Dans cette période de turbulence dans la gestion du pays, trois langues ont émergé et dominé
le nord de l’Inde, bastion de l’Empire moghol : le persan, l’ourdou et l’hindi. Notons que la
langue persane est présente dans le sous-continent indien avant l’avènement de l’Empire
moghol, notamment avec les souverains musulmans au sud de l’Inde (fin du
XIVesiècle) et
dans la littérature produite par les élites musulmanes du nord de l’Inde (Alam, 1998 : 318).
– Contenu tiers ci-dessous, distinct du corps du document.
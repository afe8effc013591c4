use crate::toy::{ToyRegistries, ToyState, ToyValueModel, AXE_UPGRADE, WOODCUTTING};
use crate::traits::registries::ActionDef;
use crate::traits::{GameSim, GameState, Registries, ValueModel};
use crate::traits::sim::StopReason;
use crate::types::{ActionId, Interaction, Rates, WaitFor};
use crate::{Probability, Ticks};
use rand::{Rng, RngCore, SeedableRng};
use std::sync::Arc;

/// The toy game's own tick loop. Grounded on the teacher's
/// `gameplay::game::Game::apply`: every method returns a new state,
/// nothing here ever mutates its argument in place.
pub struct ToySim {
    registries: Arc<ToyRegistries>,
    value_model: ToyValueModel,
}

impl ToySim {
    pub fn new(registries: Arc<ToyRegistries>) -> Self {
        let value_model = ToyValueModel::new(registries.clone());
        ToySim { registries, value_model }
    }

    /// Runs whole actions one at a time against `state.active_action`
    /// until `max_ticks` is spent or `stop` holds, used by both
    /// `consume_ticks_until` (stop = the caller's `WaitFor`) and
    /// `advance_full_simulation` (stop = never, just the tick budget).
    fn run_ticks(
        &self,
        state: &ToyState,
        max_ticks: Ticks,
        rng: &mut dyn RngCore,
        mut stop: impl FnMut(&ToyState) -> bool,
    ) -> (ToyState, Ticks, StopReason) {
        let mut current = state.clone();
        let mut elapsed: Ticks = 0;

        if stop(&current) {
            return (current, 0, StopReason::Satisfied);
        }

        loop {
            let Some(action_id) = current.active_action else {
                return (current, elapsed, StopReason::TickBudgetExhausted);
            };
            let Some(def) = self.registries.action_by_id(action_id) else {
                return (current, elapsed, StopReason::TickBudgetExhausted);
            };

            if def.is_consuming()
                && def.inputs.iter().any(|(item, needed)| current.inventory_count(*item) < *needed)
            {
                return (current, elapsed, StopReason::InputsDepleted { action_id });
            }

            if max_ticks.saturating_sub(elapsed) < def.mean_duration_ticks {
                return (current, elapsed, StopReason::TickBudgetExhausted);
            }

            elapsed += def.mean_duration_ticks;
            current = self.resolve_action(&current, def, rng);

            if current.hp <= 0 {
                return (current, elapsed, StopReason::Died);
            }
            if stop(&current) {
                return (current, elapsed, StopReason::Satisfied);
            }
        }
    }

    fn resolve_action(&self, state: &ToyState, def: &ActionDef, rng: &mut dyn RngCore) -> ToyState {
        let mut next = state.clone();

        let succeeded = def.success_probability >= 1.0 || rng.random::<f32>() < def.success_probability;
        if !succeeded {
            if def.has_death_risk() && rng.random::<f32>() < def.death_probability {
                next.hp = 0;
            }
            return next;
        }

        *next.skill_xp.entry(def.skill).or_insert(0) += def.xp_per_action;
        *next.mastery_xp.entry(def.id).or_insert(0) += def.xp_per_action / 10;

        for (item, needed) in &def.inputs {
            let entry = next.inventory.entry(*item).or_insert(0);
            *entry = entry.saturating_sub(*needed);
        }
        for (item, qty) in &def.outputs {
            *next.inventory.entry(*item).or_insert(0) += qty.round() as u64;
        }

        next
    }
}

impl GameSim<ToyState> for ToySim {
    fn apply_interaction(&self, state: &ToyState, interaction: &Interaction, rng: &mut dyn RngCore) -> ToyState {
        let _ = rng;
        self.apply_interaction_deterministic(state, interaction)
    }

    fn apply_interaction_deterministic(&self, state: &ToyState, interaction: &Interaction) -> ToyState {
        let mut next = state.clone();
        match interaction {
            Interaction::SwitchActivity { action_id } => {
                next.active_action = Some(*action_id);
            }
            Interaction::BuyShopItem { purchase_id } => {
                if let Some(purchase) = self.registries.shop_by_id(*purchase_id) {
                    if next.currency >= purchase.cost {
                        next.currency -= purchase.cost;
                        *next.shop_counts.entry(*purchase_id).or_insert(0) += 1;
                        if *purchase_id == AXE_UPGRADE {
                            if let Some(skill) = purchase.affects_skill {
                                if skill == WOODCUTTING {
                                    *next.tool_tiers.entry(crate::types::Tool::Axe).or_insert(0) += 1;
                                }
                            }
                        }
                    }
                }
            }
            Interaction::SellItems { policy } => {
                let items: Vec<_> = next.inventory.keys().copied().collect();
                for item in items {
                    if !policy.sells(item) {
                        continue;
                    }
                    let qty = next.inventory.remove(&item).unwrap_or(0);
                    if qty == 0 {
                        continue;
                    }
                    let price = self.registries.item_by_id(item).map(|i| i.sell_price).unwrap_or(0);
                    next.currency += price * qty as i64;
                }
            }
        }
        next
    }

    fn start_action(&self, state: &ToyState, action: ActionId) -> ToyState {
        let mut next = state.clone();
        next.active_action = Some(action);
        next
    }

    fn is_rate_modelable(&self, _state: &ToyState) -> bool {
        true
    }

    fn advance_expected_value(&self, state: &ToyState, rates: &Rates, delta_ticks: Ticks) -> ToyState {
        let mut next = state.clone();
        let dt = delta_ticks as f64;

        for (skill, rate) in &rates.xp_per_tick {
            *next.skill_xp.entry(*skill).or_insert(0) += (rate * dt).round() as crate::Xp;
        }
        if let Some(action) = rates.action {
            *next.mastery_xp.entry(action).or_insert(0) += (rates.mastery_xp_per_tick * dt).round() as crate::Xp;
        }
        for (item, rate) in &rates.item_flows_per_tick {
            *next.inventory.entry(*item).or_insert(0) += (rate * dt).round() as u64;
        }
        for (item, rate) in &rates.items_consumed_per_tick {
            let entry = next.inventory.entry(*item).or_insert(0);
            *entry = entry.saturating_sub((rate * dt).round() as u64);
        }

        next
    }

    fn advance_full_simulation(&self, state: &ToyState, delta_ticks: Ticks, seed: u64) -> ToyState {
        let mut rng = rand::rngs::SmallRng::seed_from_u64(seed);
        let (next, _, _) = self.run_ticks(state, delta_ticks, &mut rng, |_| false);
        next
    }

    fn consume_ticks_until(
        &self,
        state: &ToyState,
        wait_for: &WaitFor,
        max_ticks: Ticks,
        rng: &mut dyn RngCore,
    ) -> (ToyState, Ticks, StopReason) {
        self.run_ticks(state, max_ticks, rng, |s| {
            wait_for.is_satisfied(s, self.value_model.effective_credits(s))
        })
    }

    fn success_probability(&self, _state: &ToyState, action: ActionId) -> Probability {
        self.registries.action_by_id(action).map(|a| a.success_probability).unwrap_or(1.0)
    }
}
Abidi et Gargesh (2008 : 103) situent le début de l’expansion du persan aux alentours de
1001-1026 apr. J.-C. Le premier élément important à noter est donc l’association de la langue
persane à l’islam, même si l’histoire culturelle et linguistique du persan a commencé bien
avant l’expansion de cette religion (voir Riazi, 2005) en Iran et que considérer le persan
comme la langue des musulmans est en fait inexact. Dans la mesure où le persan était la
langue des élites musulmanes en Inde, les Moghols, eux-aussi musulmans, l’ont adopté. Le
persan est ainsi perçu comme une langue liée à la religion musulmane, plus ou moins au
même titre que la langue arabe. A côté de la langue prestigieuse parlée par les élites, la langue
ourdoue est d’abord celle du peuple ; puis, suite au déclin de la dynastie moghole, elle
s’impose peu à peu, peut-être déjà chez les derniers Moghols, et ensuite dans l’empire
colonial britannique. L’ourdou emprunte beaucoup au persan et est aussi étiqueté comme
langue des musulmans, mais de nombreux Indiens de confession hindoue apprenent le persan,
l’arabe et l’ourdou afin de pouvoir monter dans l’échelle sociale. Selon Alam (1998 : 326), les
hindous s’inscrivaient en grand nombre dans les madrasas afin de maitriser la langue persane,
ce qui permettait de bénéficier de meilleures carrières dans les cercles du service impérial.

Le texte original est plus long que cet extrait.